Eugène Vicat dit « Le Gène »

Par Brigitte Baret

Eugène Vicat est né en 1933 dans le quartier isolé des Bouilleaux (le bout haut) de Viriville (Isère) en plein cœur des Chambarans. Paysan modeste des collines, amoureux de sa terre, de la nature environnante mais aussi curieux de tout et ouvert au monde, c’est l’apprentissage d’une vie bien remplie qu’Eugène nous a livré en gravant sur des planches à l’aspect brut, dessins et petits textes en patois.

Au café « Chez Simone », place des Buttes
Au café « Chez Simone », place des Buttes (Crédit: Catherine Vincent)

Les souvenirs

Ce patois lui rappelait sa famille, ses voisins d’autrefois, ses amis et toutes les rencontres occasionnelles qui l’avaient amusé. Ce parler local transcrit et illustré, au-delà des savoirs transmis, traduit l’esprit et l’humour des habitants des Chambarans et leur joviale convivialité. Cette mémoire d’une époque révolue peut encore, tout en nous amusant, beaucoup nous apprendre.

Rire pour survivre

L’ironie et l’humour, Eugène les a appris très tôt. Petit enfant déjà, auprès de sa famille, pour survivre au désastre après un incendie qui n’avait rien épargné de la ferme de ses parents. Sa mère, avec laquelle il a cohabité jusqu’à ses 60 ans, a su lui transmettre son optimisme et son esprit positif. Eugène a surtout été marqué à l’adolescence lorsqu’à l’occasion de travaux en commun, comme les « batteuses », on le confiait aux anciens, rescapés de la guerre de 14-18. Ceux-ci avaient dû réapprendre à vivre dans la société et c’est le sens de la dérision avec lequel ils observaient les êtres et la nature qu’ils transmettaient au jeune homme au cours de ces journées laborieuses.

Un savoir être à conserver

Quand fut arrivé le temps de la retraite, c’est leurs mots désuets, leur expérience de la vie, leurs plaisanteries, leurs dictons et préceptes qu’Eugène Vicat avait toujours gardés intacts en mémoire, qu’il a voulu graver pour les sauvegarder…

Les expériences nourrissent l’inspiration

Ses expériences de conseiller municipal à Viriville durant cinq mandats, ses responsabilités et son engagement très actif au sein du syndicat agricole, l’époque du régiment en Allemagne, ses voyages et ses rencontres ont aussi par la suite enrichi son travail d’anecdotes et de réflexions plus personnelles.
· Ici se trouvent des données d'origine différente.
//! Item catalogue: names, categories and what the player learns on a closer look.

use super::code_room::{LOBBY_CODE, WARD_CODE};
use super::journal::EntryKind;

#[derive(Clone, Copy, Debug, PartialEq, Eq, PartialOrd, Ord, Hash)]
pub enum ItemKind {
    // Ward fragments
    ChartPiece,
    WallGraffitiPiece,
    MemoPiece,
    StickerPiece,
    // Lobby fragments
    MaintenanceChecklist,
    CctvFootage,
    CrumpledNote,
    LockPiece,
    // Important
    SwitchOrderHint,
    ExperimenterKey,
    MissingLever,
    DataChip,
    // Hint
    PasscodeHint,
}

#[derive(Clone, Copy, Debug, PartialEq, Eq)]
pub enum ItemCategory {
    /// One digit of a room code. Session item.
    Fragment,
    /// Survives room transitions.
    Important,
    /// Ephemeral hint item.
    Hint,
}

pub const ALL_ITEMS: &[ItemKind] = &[
    ItemKind::ChartPiece,
    ItemKind::WallGraffitiPiece,
    ItemKind::MemoPiece,
    ItemKind::StickerPiece,
    ItemKind::MaintenanceChecklist,
    ItemKind::CctvFootage,
    ItemKind::CrumpledNote,
    ItemKind::LockPiece,
    ItemKind::SwitchOrderHint,
    ItemKind::ExperimenterKey,
    ItemKind::MissingLever,
    ItemKind::DataChip,
    ItemKind::PasscodeHint,
];

impl ItemKind {
    /// Name used as the store key.
    pub fn name(self) -> &'static str {
        match self {
            ItemKind::ChartPiece => "Chart Piece",
            ItemKind::WallGraffitiPiece => "Wall Graffiti Piece",
            ItemKind::MemoPiece => "Memo Piece",
            ItemKind::StickerPiece => "Sticker Piece",
            ItemKind::MaintenanceChecklist => "Maintenance Checklist",
            ItemKind::CctvFootage => "CCTV Footage",
            ItemKind::CrumpledNote => "Crumpled Note",
            ItemKind::LockPiece => "Lock Piece",
            ItemKind::SwitchOrderHint => "Switch Order Hint",
            ItemKind::ExperimenterKey => "Experimenter's Key",
            ItemKind::MissingLever => "Missing Lever",
            ItemKind::DataChip => "Data Chip",
            ItemKind::PasscodeHint => "Passcode Hint",
        }
    }

    pub fn from_name(name: &str) -> Option<ItemKind> {
        ALL_ITEMS.iter().copied().find(|k| k.name() == name)
    }

    pub fn category(self) -> ItemCategory {
        match self {
            ItemKind::SwitchOrderHint
            | ItemKind::ExperimenterKey
            | ItemKind::MissingLever
            | ItemKind::DataChip => ItemCategory::Important,
            ItemKind::PasscodeHint => ItemCategory::Hint,
            _ => ItemCategory::Fragment,
        }
    }

    /// Only the lever and the chip do anything when used.
    pub fn is_usable(self) -> bool {
        matches!(self, ItemKind::MissingLever | ItemKind::DataChip)
    }
}

/// What examining a held item reveals, plus the journal line it leaves.
pub struct Examination {
    pub description: String,
    pub journal: String,
    pub journal_kind: EntryKind,
}

fn digit(code: &str, index: usize) -> char {
    code.chars().nth(index).unwrap_or('?')
}

pub fn examine(kind: ItemKind) -> Examination {
    let clue = |description: String, journal: String| Examination {
        description,
        journal,
        journal_kind: EntryKind::Clue,
    };
    match kind {
        ItemKind::ChartPiece => {
            let d = digit(WARD_CODE, 0);
            clue(
                format!("Looking closely at the chart, the patient's blood-pressure record shows an odd pattern. The number '{d}' keeps repeating. It must be the first digit of the code."),
                format!("Analyzed the chart piece. Found a repeating '{d}' in the blood-pressure record. This is probably the first clue."),
            )
        }
        ItemKind::WallGraffitiPiece => {
            let d = digit(WARD_CODE, 1);
            clue(
                format!("Among the graffiti there is a circled number '{d}', written in a different hand from the rest. Someone left it on purpose."),
                format!("Analyzed the wall graffiti piece. Found the circled number '{d}'. The second clue."),
            )
        }
        ItemKind::MemoPiece => {
            let d = digit(WARD_CODE, 2);
            clue(
                format!("Every sentence of the memo is underlined. Next to the last underline is a small '{d}'. It was written in a hurry."),
                format!("Analyzed the memo piece. Found '{d}' next to the last underline. The third clue."),
            )
        }
        ItemKind::StickerPiece => {
            let d = digit(WARD_CODE, 3);
            clue(
                format!("The sticker is badly worn, but the number '{d}' is still sharp. It has been stuck here a long time."),
                format!("Analyzed the sticker piece. Found '{d}' on the worn sticker. The last clue."),
            )
        }
        ItemKind::MaintenanceChecklist => {
            let d = digit(LOBBY_CODE, 0);
            clue(
                format!("The number '{d}' has been traced over twice in ballpoint pen. The technician left it on purpose. It looks like the first digit of the code."),
                format!("Analyzed the maintenance checklist. Found '{d}' traced over in pen. The first clue."),
            )
        }
        ItemKind::CctvFootage => {
            let d = digit(LOBBY_CODE, 1);
            clue(
                format!("The timecode at the bottom of the footage blinks ... 00:0{d}:** ... as if left there deliberately. It looks like the second digit of the code."),
                format!("Analyzed the CCTV footage. Found '{d}' in the timecode. The second clue."),
            )
        }
        ItemKind::CrumpledNote => {
            let d = digit(LOBBY_CODE, 2);
            clue(
                format!("Smoothing out the note reveals a number marked with a triangle: {d}. It looks like the third digit of the code."),
                format!("Analyzed the crumpled note. Found '{d}' marked with a triangle. The third clue."),
            )
        }
        ItemKind::LockPiece => {
            let d = digit(LOBBY_CODE, 3);
            clue(
                format!("Small scratches cover the surface. Something like an engraving catches the eye: '{d}'. It looks like the last digit of the code."),
                format!("Analyzed the lock piece. Found '{d}' between the scratches. The last clue."),
            )
        }
        ItemKind::SwitchOrderHint => clue(
            "The operating order of the power system is written here: press the switches red, blue, green to restore power. The order has to be exact.".into(),
            "Checked the switch order hint. The switches must be pressed red, blue, green.".into(),
        ),
        ItemKind::ExperimenterKey => clue(
            "A master key used by the experimenters. It seems to open every door in the facility.".into(),
            "Checked the experimenter's key. It should open every door in the facility.".into(),
        ),
        ItemKind::MissingLever => clue(
            "A part of the power breaker. The handle is labelled \"power recovery\". Putting it back should restore the power.".into(),
            "Checked the missing lever. Reinstalling it in the breaker should restore the power.".into(),
        ),
        ItemKind::DataChip => Examination {
            description: "The chip holds memory data from the surgery. Part of it is damaged, but it can be recovered. Inserting it into the terminal should bring the memories back.".into(),
            journal: "Checked the data chip. It holds memory data from the surgery; inserting it into the terminal should restore it.".into(),
            journal_kind: EntryKind::Memory,
        },
        ItemKind::PasscodeHint => clue(
            "A note summarising what is known about the door code.".into(),
            "Reviewed the passcode hint.".into(),
        ),
    }
}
Le voisinage d’une artiste l’a également incité à agrémenter ses planches de dessins de plus en plus soignés. Ces planches d’arbres fruitiers souvent encore peu dégrossies dans ce beau bois dur qu’il affectionnait tant, lui ont-elles-mêmes souvent inspiré, par l’excentricité de leurs formes, les thèmes de ses historiettes ; tout comme les vieux outils agricoles dénichés dans les brocantes qu’il aimait tant collectionner.

Inventer son propre savoir faire

À défaut de références orthographiques et de modèle phonétique, Eugène a inventé peu à peu des astuces personnelles pour transcrire ce parler local, cette langue purement orale.

Avec une simple défonceuse et une mèche usée qui brulait le bois mais dont l’efficacité n’a jamais été égalée par des outils plus sophistiqués, Eugène a ainsi gravé près de 250 planches, parfois recto et verso, souvent en accolant plusieurs textes. Beaucoup ont fait l’objet de cadeaux personnalisés aux amis.

Transmettre

Aujourd’hui, c’est un trésor d’humour et de sagesse qu’Eugène Vicat a légué à ceux qui sauront le découvrir derrière les mots d’un langage oublié et la délicatesse de ses propos.

Eugène nous a quitté le 19 mars 2019.